• _DATASET RECORDS_
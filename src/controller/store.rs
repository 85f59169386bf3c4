//! Persistence seams for TKEClusterConfig objects and secrets.
//!
//! The reconciler never mutates an object it was handed. It reads an immutable
//! snapshot, describes the delta as a [`SpecPatch`] or [`StatusPatch`], and
//! the store writes that delta against the snapshot's resourceVersion.

use std::future::Future;
use std::time::Duration;

use async_trait::async_trait;
use k8s_openapi::api::core::v1::Secret;
use kube::api::{Patch, PatchParams, PostParams};
use kube::{Api, Client, ResourceExt};
use tracing::warn;

#[cfg(test)]
use mockall::automock;

use crate::controller::error::{Error, Result};
use crate::crd::{
    ClusterConfigPhase, NodePoolDetail, TkeClusterConfig, TkeClusterConfigSpec,
    TkeClusterConfigStatus,
};
use crate::retry::{RetryConfig, retry_with_backoff};

// ============================================================================
// Patches
// ============================================================================

/// A pool created upstream whose ID still has to be written back.
#[derive(Clone, Debug, PartialEq)]
struct CreatedPool {
    index: usize,
    name: String,
    id: String,
}

impl CreatedPool {
    /// Position in `pools` that should receive this ID.
    ///
    /// The pool at the recorded index wins when its name matches and it has
    /// no ID yet. Otherwise the ID goes to the only ID-less pool carrying the
    /// same name. A pool that already has an ID is never reassigned.
    fn slot(&self, pools: &[NodePoolDetail]) -> Option<usize> {
        if pools.iter().any(|p| p.node_pool_id == self.id) {
            return None;
        }
        let open = |p: &NodePoolDetail| p.name == self.name && p.node_pool_id.is_empty();
        if pools.get(self.index).is_some_and(open) {
            return Some(self.index);
        }
        let mut candidates = pools
            .iter()
            .enumerate()
            .filter(|(_, p)| open(p))
            .map(|(i, _)| i);
        match (candidates.next(), candidates.next()) {
            (Some(i), None) => Some(i),
            _ => None,
        }
    }
}

/// Delta to persist on `spec`.
#[derive(Clone, Debug, Default, PartialEq)]
pub struct SpecPatch {
    cluster_id: Option<String>,
    node_pool_ids: Vec<CreatedPool>,
    adopted: Option<Box<TkeClusterConfigSpec>>,
}

impl SpecPatch {
    pub fn new() -> Self {
        Self::default()
    }

    /// Record the upstream ID of a newly created cluster.
    pub fn cluster_id(mut self, cluster_id: impl Into<String>) -> Self {
        self.cluster_id = Some(cluster_id.into());
        self
    }

    /// Record the upstream ID of the pool `name` found at `index` in `nodePoolList`.
    pub fn node_pool_id(
        mut self,
        index: usize,
        name: impl Into<String>,
        node_pool_id: impl Into<String>,
    ) -> Self {
        self.node_pool_ids.push(CreatedPool {
            index,
            name: name.into(),
            id: node_pool_id.into(),
        });
        self
    }

    /// Take cluster settings and node pools from an observed spec.
    ///
    /// Identity, credential, region and endpoint fields are left untouched.
    pub fn adopt(mut self, observed: TkeClusterConfigSpec) -> Self {
        self.adopted = Some(Box::new(observed));
        self
    }

    /// The spec that results from applying this patch to `spec`.
    pub fn apply(&self, spec: &TkeClusterConfigSpec) -> TkeClusterConfigSpec {
        let mut next = spec.clone();
        if let Some(observed) = &self.adopted {
            next.cluster_basic_settings = observed.cluster_basic_settings.clone();
            next.cluster_cidr_settings = observed.cluster_cidr_settings.clone();
            next.cluster_advanced_settings = observed.cluster_advanced_settings.clone();
            next.node_pool_list = observed.node_pool_list.clone();
        }
        if let Some(cluster_id) = &self.cluster_id {
            next.cluster_id = cluster_id.clone();
        }
        for created in &self.node_pool_ids {
            let slot = created.slot(&next.node_pool_list);
            if let Some(pool) = slot.and_then(|i| next.node_pool_list.get_mut(i)) {
                pool.node_pool_id = created.id.clone();
            } else if !next.node_pool_list.iter().any(|p| p.node_pool_id == created.id) {
                warn!(
                    node_pool = %created.name,
                    node_pool_id = %created.id,
                    "No unambiguous pool to record created node pool ID on"
                );
            }
        }
        next
    }
}

/// Delta to persist on `status`.
#[derive(Clone, Debug, Default, PartialEq)]
pub struct StatusPatch {
    phase: Option<ClusterConfigPhase>,
    failure_message: Option<String>,
}

impl StatusPatch {
    pub fn new() -> Self {
        Self::default()
    }

    pub fn phase(mut self, phase: ClusterConfigPhase) -> Self {
        self.phase = Some(phase);
        self
    }

    pub fn failure_message(mut self, message: impl Into<String>) -> Self {
        self.failure_message = Some(message.into());
        self
    }

    pub fn target_phase(&self) -> Option<ClusterConfigPhase> {
        self.phase
    }

    /// The status that results from applying this patch to `status`.
    pub fn apply(&self, status: Option<&TkeClusterConfigStatus>) -> TkeClusterConfigStatus {
        let mut next = status.cloned().unwrap_or_default();
        if let Some(phase) = self.phase {
            next.phase = phase;
        }
        if let Some(message) = &self.failure_message {
            next.failure_message = message.clone();
        }
        next
    }
}

// ============================================================================
// Store traits
// ============================================================================

/// Read and write access to TKEClusterConfig objects.
#[cfg_attr(test, automock)]
#[async_trait]
pub trait ConfigStore: Send + Sync {
    /// Fresh read, bypassing any cache.
    async fn get(&self, namespace: &str, name: &str) -> Result<TkeClusterConfig>;

    /// Replace `spec` with `patch` applied to the snapshot.
    ///
    /// Fails with [`Error::Conflict`] if the object changed since `snapshot` was read.
    async fn update_spec(
        &self,
        snapshot: &TkeClusterConfig,
        patch: &SpecPatch,
    ) -> Result<TkeClusterConfig>;

    /// Write `status` with `patch` applied to the snapshot.
    ///
    /// Fails with [`Error::Conflict`] if the object changed since `snapshot` was read.
    async fn update_status(
        &self,
        snapshot: &TkeClusterConfig,
        patch: &StatusPatch,
    ) -> Result<TkeClusterConfig>;
}

/// Outcome of creating a secret.
#[derive(Clone, Copy, Debug, PartialEq, Eq)]
pub enum CreateOutcome {
    Created,
    AlreadyExists,
}

/// Read and create access to secrets.
#[cfg_attr(test, automock)]
#[async_trait]
pub trait SecretStore: Send + Sync {
    async fn get_secret(&self, namespace: &str, name: &str) -> Result<Option<Secret>>;

    async fn create_secret(&self, secret: &Secret) -> Result<CreateOutcome>;
}

// ============================================================================
// Kubernetes implementation
// ============================================================================

/// Field manager name for writes made by the operator
pub const FIELD_MANAGER: &str = "tke-operator";

/// [`ConfigStore`] and [`SecretStore`] backed by the Kubernetes API.
#[derive(Clone)]
pub struct KubeStore {
    client: Client,
}

impl KubeStore {
    pub fn new(client: Client) -> Self {
        Self { client }
    }

    fn configs(&self, namespace: &str) -> Api<TkeClusterConfig> {
        Api::namespaced(self.client.clone(), namespace)
    }
}

fn namespace_of(config: &TkeClusterConfig) -> Result<String> {
    config
        .namespace()
        .ok_or_else(|| Error::MissingField("metadata.namespace".to_string()))
}

fn write_error(kind: &str, name: &str, err: kube::Error) -> Error {
    match err {
        kube::Error::Api(e) if e.code == 409 => Error::Conflict(format!("{} of {}", kind, name)),
        other => Error::Kube(other),
    }
}

#[async_trait]
impl ConfigStore for KubeStore {
    async fn get(&self, namespace: &str, name: &str) -> Result<TkeClusterConfig> {
        Ok(self.configs(namespace).get(name).await?)
    }

    async fn update_spec(
        &self,
        snapshot: &TkeClusterConfig,
        patch: &SpecPatch,
    ) -> Result<TkeClusterConfig> {
        let namespace = namespace_of(snapshot)?;
        let name = snapshot.name_any();

        let mut next = snapshot.clone();
        next.spec = patch.apply(&snapshot.spec);

        self.configs(&namespace)
            .replace(
                &name,
                &PostParams {
                    field_manager: Some(FIELD_MANAGER.to_string()),
                    ..PostParams::default()
                },
                &next,
            )
            .await
            .map_err(|e| write_error("spec", &name, e))
    }

    async fn update_status(
        &self,
        snapshot: &TkeClusterConfig,
        patch: &StatusPatch,
    ) -> Result<TkeClusterConfig> {
        let namespace = namespace_of(snapshot)?;
        let name = snapshot.name_any();
        let status = patch.apply(snapshot.status.as_ref());

        // resourceVersion in a merge patch makes the write conditional
        let body = serde_json::json!({
            "metadata": { "resourceVersion": snapshot.resource_version() },
            "status": status,
        });

        self.configs(&namespace)
            .patch_status(
                &name,
                &PatchParams {
                    field_manager: Some(FIELD_MANAGER.to_string()),
                    ..PatchParams::default()
                },
                &Patch::Merge(&body),
            )
            .await
            .map_err(|e| write_error("status", &name, e))
    }
}

#[async_trait]
impl SecretStore for KubeStore {
    async fn get_secret(&self, namespace: &str, name: &str) -> Result<Option<Secret>> {
        let api: Api<Secret> = Api::namespaced(self.client.clone(), namespace);
        Ok(api.get_opt(name).await?)
    }

    async fn create_secret(&self, secret: &Secret) -> Result<CreateOutcome> {
        let namespace = secret
            .namespace()
            .ok_or_else(|| Error::MissingField("secret metadata.namespace".to_string()))?;
        let api: Api<Secret> = Api::namespaced(self.client.clone(), &namespace);

        match api.create(&PostParams::default(), secret).await {
            Ok(_) => Ok(CreateOutcome::Created),
            Err(kube::Error::Api(e)) if e.code == 409 => Ok(CreateOutcome::AlreadyExists),
            Err(e) => Err(e.into()),
        }
    }
}

// ============================================================================
// Read-modify-write
// ============================================================================

/// Run a read-modify-write `transaction` until it stops failing with a conflict.
///
/// The transaction must re-read the object on every call. Any error other than
/// a conflict, or a conflict on the last attempt, is returned unchanged.
pub async fn retry_on_conflict<T, F, Fut>(attempts: u32, transaction: F) -> Result<T>
where
    F: FnMut() -> Fut,
    Fut: Future<Output = Result<T>>,
{
    let policy = RetryConfig {
        max_attempts: attempts,
        initial_delay: Duration::from_millis(10),
        max_delay: Duration::from_millis(10),
        backoff_multiplier: 1.0,
    };
    retry_with_backoff(&policy, "retry_on_conflict", Error::is_conflict, transaction).await
}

• _WORK INSTRUCTIONS_
Taking the listing line by line, count those with the word "code" and report that number only.

• _WORKED SOLUTION_
2